On peut, à juste titre, penser,
effectivement, qu’en période électorale, période de tous les enjeux et défis, il
y a danger des irruptions… volcaniques. Tous les désirs contenus se déchaînent.
Nous l’avons vécu en 2006, et nous allons le vivre maintenant encore. La
démocratie est au bout d’un tel passage, sans doute. Et il s’agit donc de
participer, de travailler à cet avènement.

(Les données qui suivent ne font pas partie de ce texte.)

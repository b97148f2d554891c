//! # Noise Fields
//!
//! Deterministic, continuous pseudo-random sampling.
//!
//! ## Layers
//!
//! - [`SimplexNoise`]: a single 2D simplex lattice, values in [-1, 1]
//! - [`NoiseField`]: octaved simplex remapped to [0, 1] at a fixed scale
//! - [`ClimateFields`]: the three decorrelated fields terrain is built from
//!
//! ## Determinism Guarantee
//!
//! Given the same [`WorldSeed`], every sampler here produces **exactly** the
//! same values on any platform, any time, in any access order. Sampling is
//! always by absolute world coordinate, which is what makes chunk borders
//! seamless without any border handling.

use serde::{Deserialize, Serialize};

/// Seed of one world. Every generated value is a function of this and a
/// coordinate.
#[derive(Clone, Copy, Debug, PartialEq, Eq, Hash, Serialize, Deserialize)]
#[serde(transparent)]
pub struct WorldSeed(u64);

impl WorldSeed {
    /// Wraps a raw seed.
    #[inline]
    #[must_use]
    pub const fn new(seed: u64) -> Self {
        Self(seed)
    }

    /// Raw seed.
    #[inline]
    #[must_use]
    pub const fn value(self) -> u64 {
        self.0
    }

    /// Sub-seed for one purpose, such as a single climate field.
    #[inline]
    #[must_use]
    pub const fn derive(self, purpose: u64) -> Self {
        let mixed = (self.0 ^ purpose).wrapping_mul(0x517c_c1b7_2722_0a95);
        Self(mixed ^ (mixed >> 32))
    }

    /// Hashes a world coordinate into a 64-bit value.
    ///
    /// `salt` separates independent decisions made for the same tile.
    #[inline]
    #[must_use]
    pub const fn hash_coord(self, x: i32, y: i32, salt: u64) -> u64 {
        let packed = (x as u32 as u64) | ((y as u32 as u64) << 32);
        let mut hash = mix64(packed);
        hash ^= self.0;
        hash ^= salt.wrapping_mul(0x9e37_79b9_7f4a_7c15);
        mix64(hash)
    }

    /// Maps a world coordinate to a uniform value in `[0, 1)`.
    ///
    /// Stateless replacement for an RNG draw: the answer depends only on
    /// `(seed, x, y, salt)`, never on how many draws came before.
    #[inline]
    #[must_use]
    pub fn hash_unit(self, x: i32, y: i32, salt: u64) -> f64 {
        // Top 53 bits fill an f64 mantissa exactly.
        (self.hash_coord(x, y, salt) >> 11) as f64 / (1u64 << 53) as f64
    }
}

impl Default for WorldSeed {
    fn default() -> Self {
        Self(0xDEAD_BEEF_CAFE_BABE)
    }
}

impl From<u64> for WorldSeed {
    fn from(seed: u64) -> Self {
        Self(seed)
    }
}

/// `SplitMix64` finalizer.
#[inline]
const fn mix64(mut z: u64) -> u64 {
    z = (z ^ (z >> 30)).wrapping_mul(0xbf58_476d_1ce4_e5b9);
    z = (z ^ (z >> 27)).wrapping_mul(0x94d0_49bb_1331_11eb);
    z ^ (z >> 31)
}

/// Seeded lattice hash: a shuffled 0..=255, stored twice so `a + perm[b]`
/// never needs a bounds wrap.
#[derive(Clone)]
struct PermutationTable {
    perm: [u8; 512],
}

impl PermutationTable {
    /// Corner gradients, indexed by `hash % 12`.
    #[rustfmt::skip]
    const GRADIENTS: [[i8; 2]; 12] = [
        [1, 0], [1, 1], [0, 1], [-1, 1],
        [-1, 0], [-1, -1], [0, -1], [1, -1],
        [1, 0], [0, 1], [-1, 0], [0, -1],
    ];

    #[allow(clippy::cast_possible_truncation)]
    fn new(seed: WorldSeed) -> Self {
        let mut perm = [0u8; 512];

        for (i, slot) in perm.iter_mut().take(256).enumerate() {
            *slot = i as u8;
        }

        // Fisher-Yates shuffle driven by xorshift64. A zero state would never
        // advance, so it is nudged onto a non-zero one.
        let mut state = seed.value() | 1;
        for i in (1..256usize).rev() {
            state ^= state << 13;
            state ^= state >> 7;
            state ^= state << 17;
            perm.swap(i, (state % (i as u64 + 1)) as usize);
        }

        perm.copy_within(0..256, 256);
        Self { perm }
    }

    #[inline]
    fn get(&self, index: usize) -> u8 {
        self.perm[index & 511]
    }

    #[inline]
    fn gradient(hash: u8) -> [i8; 2] {
        Self::GRADIENTS[(hash % 12) as usize]
    }
}

/// Two-dimensional simplex noise in [-1, 1].
///
/// # Example
///
/// ```rust
/// use tessera_procedural::{SimplexNoise, WorldSeed};
///
/// let simplex = SimplexNoise::new(WorldSeed::new(42));
/// assert!((-1.0..=1.0).contains(&simplex.sample(12.25, -3.5)));
/// ```
#[derive(Clone)]
pub struct SimplexNoise {
    lattice: PermutationTable,
}

impl SimplexNoise {
    /// (sqrt(3) - 1) / 2
    const F2: f64 = 0.366_025_403_784_439;
    /// (3 - sqrt(3)) / 6
    const G2: f64 = 0.211_324_865_405_187;

    /// Shuffles a lattice for `seed`.
    #[must_use]
    pub fn new(seed: WorldSeed) -> Self {
        Self {
            lattice: PermutationTable::new(seed),
        }
    }

    /// Noise value at a point, in [-1, 1].
    #[must_use]
    #[allow(clippy::cast_sign_loss, clippy::cast_precision_loss)]
    pub fn sample(&self, x: f64, y: f64) -> f64 {
        // Cell containing the point, in skewed space.
        let s = (x + y) * Self::F2;
        let (cx, cy) = (fast_floor(x + s), fast_floor(y + s));

        // Offsets from the three triangle corners.
        let t = f64::from(cx + cy) * Self::G2;
        let (dx0, dy0) = (x - (f64::from(cx) - t), y - (f64::from(cy) - t));
        let (ox, oy): (i32, i32) = if dx0 > dy0 { (1, 0) } else { (0, 1) };
        let (dx1, dy1) = (dx0 - f64::from(ox) + Self::G2, dy0 - f64::from(oy) + Self::G2);
        let (dx2, dy2) = (dx0 - 1.0 + 2.0 * Self::G2, dy0 - 1.0 + 2.0 * Self::G2);

        let (lx, ly) = ((cx & 255) as usize, (cy & 255) as usize);
        let (ox, oy) = (ox as usize, oy as usize);
        let lattice = &self.lattice;
        let h0 = lattice.get(lx + lattice.get(ly) as usize);
        let h1 = lattice.get(lx + ox + lattice.get(ly + oy) as usize);
        let h2 = lattice.get(lx + 1 + lattice.get(ly + 1) as usize);

        let sum = Self::corner(dx0, dy0, h0) + Self::corner(dx1, dy1, h1) + Self::corner(dx2, dy2, h2);
        (70.0 * sum).clamp(-1.0, 1.0)
    }

    /// Radially attenuated gradient ramp of one corner.
    #[inline]
    fn corner(dx: f64, dy: f64, hash: u8) -> f64 {
        let falloff = 0.5 - dx * dx - dy * dy;
        if falloff <= 0.0 {
            return 0.0;
        }
        let [gx, gy] = PermutationTable::gradient(hash);
        falloff.powi(4) * (dx * f64::from(gx) + dy * f64::from(gy))
    }

    /// Fractal sum of `octaves` layers.
    ///
    /// Frequency doubles each octave; amplitude is scaled by `persistence`.
    /// The sum is normalized by the total amplitude, so the result stays in
    /// [-1, 1].
    #[must_use]
    pub fn octaved(&self, x: f64, y: f64, octaves: u32, persistence: f64) -> f64 {
        let (mut sum, mut weight) = (0.0, 0.0);
        let (mut amplitude, mut frequency) = (1.0, 1.0);

        for _ in 0..octaves.max(1) {
            sum += amplitude * self.sample(x * frequency, y * frequency);
            weight += amplitude;
            amplitude *= persistence;
            frequency *= 2.0;
        }

        sum / weight
    }
}

#[inline]
#[allow(clippy::cast_possible_truncation)]
fn fast_floor(v: f64) -> i32 {
    let truncated = v as i32;
    truncated - i32::from(v < f64::from(truncated))
}

/// Shape of one octaved noise field.
#[derive(Clone, Copy, Debug, PartialEq, Serialize, Deserialize)]
pub struct NoiseParams {
    /// World-to-noise coordinate scale (smaller = broader features).
    pub scale: f64,
    /// Number of octaves summed.
    pub octaves: u32,
    /// Amplitude multiplier applied per octave.
    pub persistence: f64,
}

impl NoiseParams {
    /// Elevation: broad continents with moderate detail.
    pub const ELEVATION: Self = Self { scale: 0.02, octaves: 4, persistence: 0.5 };
    /// Moisture: slightly busier than elevation.
    pub const MOISTURE: Self = Self { scale: 0.03, octaves: 3, persistence: 0.6 };
    /// Temperature: very broad bands.
    pub const TEMPERATURE: Self = Self { scale: 0.01, octaves: 2, persistence: 0.4 };
}

/// A seeded, octaved scalar field over world coordinates.
#[derive(Clone)]
pub struct NoiseField {
    noise: SimplexNoise,
    params: NoiseParams,
}

impl NoiseField {
    /// Creates a field from a (derived) seed and its shape.
    #[must_use]
    pub fn new(seed: WorldSeed, params: NoiseParams) -> Self {
        Self {
            noise: SimplexNoise::new(seed),
            params,
        }
    }

    /// Samples the field at an absolute world coordinate.
    ///
    /// # Returns
    ///
    /// A value in `[0, 1]`.
    #[must_use]
    pub fn sample(&self, x: f64, y: f64) -> f64 {
        let p = &self.params;
        let raw = self
            .noise
            .octaved(x * p.scale, y * p.scale, p.octaves, p.persistence);
        ((raw + 1.0) * 0.5).clamp(0.0, 1.0)
    }

    /// Returns the field's shape.
    #[must_use]
    pub const fn params(&self) -> NoiseParams {
        self.params
    }
}

/// One climate sample at a tile.
#[derive(Clone, Copy, Debug, PartialEq)]
pub struct Climate {
    /// Elevation in [0, 1].
    pub elevation: f64,
    /// Moisture in [0, 1].
    pub moisture: f64,
    /// Temperature in [0, 1].
    pub temperature: f64,
}

/// The three independent climate fields terrain is built from.
#[derive(Clone)]
pub struct ClimateFields {
    elevation: NoiseField,
    moisture: NoiseField,
    temperature: NoiseField,
}

impl ClimateFields {
    /// Per-field purposes passed to [`WorldSeed::derive`].
    const ELEVATION_PURPOSE: u64 = 1;
    const MOISTURE_PURPOSE: u64 = 2;
    const TEMPERATURE_PURPOSE: u64 = 3;

    /// Builds the fields with the default shapes.
    #[must_use]
    pub fn new(seed: WorldSeed) -> Self {
        Self::with_params(
            seed,
            NoiseParams::ELEVATION,
            NoiseParams::MOISTURE,
            NoiseParams::TEMPERATURE,
        )
    }

    /// Builds the fields with explicit shapes.
    #[must_use]
    pub fn with_params(
        seed: WorldSeed,
        elevation: NoiseParams,
        moisture: NoiseParams,
        temperature: NoiseParams,
    ) -> Self {
        Self {
            elevation: NoiseField::new(seed.derive(Self::ELEVATION_PURPOSE), elevation),
            moisture: NoiseField::new(seed.derive(Self::MOISTURE_PURPOSE), moisture),
            temperature: NoiseField::new(seed.derive(Self::TEMPERATURE_PURPOSE), temperature),
        }
    }

    /// Samples all three fields at a world tile.
    #[must_use]
    pub fn sample(&self, x: i32, y: i32) -> Climate {
        let (fx, fy) = (f64::from(x), f64::from(y));
        Climate {
            elevation: self.elevation.sample(fx, fy),
            moisture: self.moisture.sample(fx, fy),
            temperature: self.temperature.sample(fx, fy),
        }
    }

    /// Samples elevation only.
    #[must_use]
    pub fn elevation(&self, x: i32, y: i32) -> f64 {
        self.elevation.sample(f64::from(x), f64::from(y))
    }
}

#[cfg(test)]
mod tests {
    use super::*;

    #[test]
    fn test_same_seed_same_bits() {
        let a = SimplexNoise::new(WorldSeed::new(12345));
        let b = SimplexNoise::new(WorldSeed::new(12345));

        for i in -50..50 {
            let (x, y) = (f64::from(i) * 0.31, f64::from(i) * -0.23);
            assert_eq!(a.sample(x, y).to_bits(), b.sample(x, y).to_bits());
        }
    }

    #[test]
    fn test_seeds_disagree() {
        let a = SimplexNoise::new(WorldSeed::new(1));
        let b = SimplexNoise::new(WorldSeed::new(2));

        let differing = (0..50)
            .map(|i| f64::from(i) * 1.37 + 0.5)
            .filter(|&x| a.sample(x, x * 0.7) != b.sample(x, x * 0.7))
            .count();
        assert!(differing > 40, "only {differing}/50 samples differ");
    }

    #[test]
    fn test_sample_stays_in_range() {
        let simplex = SimplexNoise::new(WorldSeed::new(42));

        for i in 0..10_000 {
            let (x, y) = (f64::from(i) * 0.1 - 500.0, f64::from(i) * 0.13 - 650.0);
            let v = simplex.sample(x, y);
            assert!((-1.0..=1.0).contains(&v), "{v} at ({x}, {y})");
        }
    }

    #[test]
    fn test_small_steps_small_changes() {
        let simplex = SimplexNoise::new(WorldSeed::new(42));
        let here = simplex.sample(100.0, 100.0);

        assert!((here - simplex.sample(100.001, 100.0)).abs() < 0.01);
        assert!((here - simplex.sample(100.0, 100.001)).abs() < 0.01);
    }

    #[test]
    fn test_floor_handles_negatives() {
        assert_eq!(fast_floor(2.7), 2);
        assert_eq!(fast_floor(-0.5), -1);
        assert_eq!(fast_floor(-3.0), -3);
        assert_eq!(fast_floor(0.0), 0);
    }

    #[test]
    fn test_field_range_is_unit_interval() {
        let field = NoiseField::new(WorldSeed::new(7), NoiseParams::ELEVATION);

        for i in -2000..2000 {
            let value = field.sample(f64::from(i) * 3.0, f64::from(i) * -1.7);
            assert!((0.0..=1.0).contains(&value), "Field value {value} outside [0, 1]");
        }
    }

    #[test]
    fn test_climate_fields_are_decorrelated() {
        let fields = ClimateFields::new(WorldSeed::new(99));

        let mut equal = 0;
        for i in 0..500 {
            let c = fields.sample(i * 7, i * -3);
            if c.elevation == c.moisture || c.moisture == c.temperature {
                equal += 1;
            }
        }
        assert!(equal < 5, "Climate fields should be independent");
    }

    #[test]
    fn test_purposes_give_distinct_seeds() {
        let base = WorldSeed::new(42);

        assert_eq!(base.derive(1), base.derive(1));
        assert_ne!(base.derive(1), base.derive(2));
        assert_ne!(base.derive(1), base);
    }

    #[test]
    fn test_hash_unit_is_stateless_and_uniform() {
        let seed = WorldSeed::new(42);

        assert_eq!(
            seed.hash_unit(-17, 4, 9).to_bits(),
            seed.hash_unit(-17, 4, 9).to_bits()
        );
        assert_ne!(seed.hash_unit(1, 2, 0), seed.hash_unit(2, 1, 0));

        let mut below_tenth = 0;
        let total = 20_000;
        for i in 0..total {
            let v = seed.hash_unit(i % 200 - 100, i / 200 - 50, 3);
            assert!((0.0..1.0).contains(&v));
            if v < 0.1 {
                below_tenth += 1;
            }
        }
        let ratio = f64::from(below_tenth) / f64::from(total);
        assert!((0.08..0.12).contains(&ratio), "Hash should be roughly uniform: {ratio}");
    }
}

Et à Kananga, les opérateurs des médias
catholiques réfléchissent sur les enjeux et les défis en ce temps, en cette
période électorale.
Je voudrais vous proposer ici ma lecture
des signes de ces temps. C’est une manière de lire les enjeux et les défis. Les
enjeux reviennent essentiellement au fait que chacun de nous est forcément
interpellé et impliqué dans la situation présente. Il s’agit d’exercer un
devoir civique, patriotique en mesurant sa citoyenneté. Il s’agit aussi de
penser que l’avenir de la société dépend du geste à poser, du comportement
public de chacun dans la journée du 28 novembre. Les défis consistent alors
dans les trois verbes : annoncer, dénoncer et renoncer.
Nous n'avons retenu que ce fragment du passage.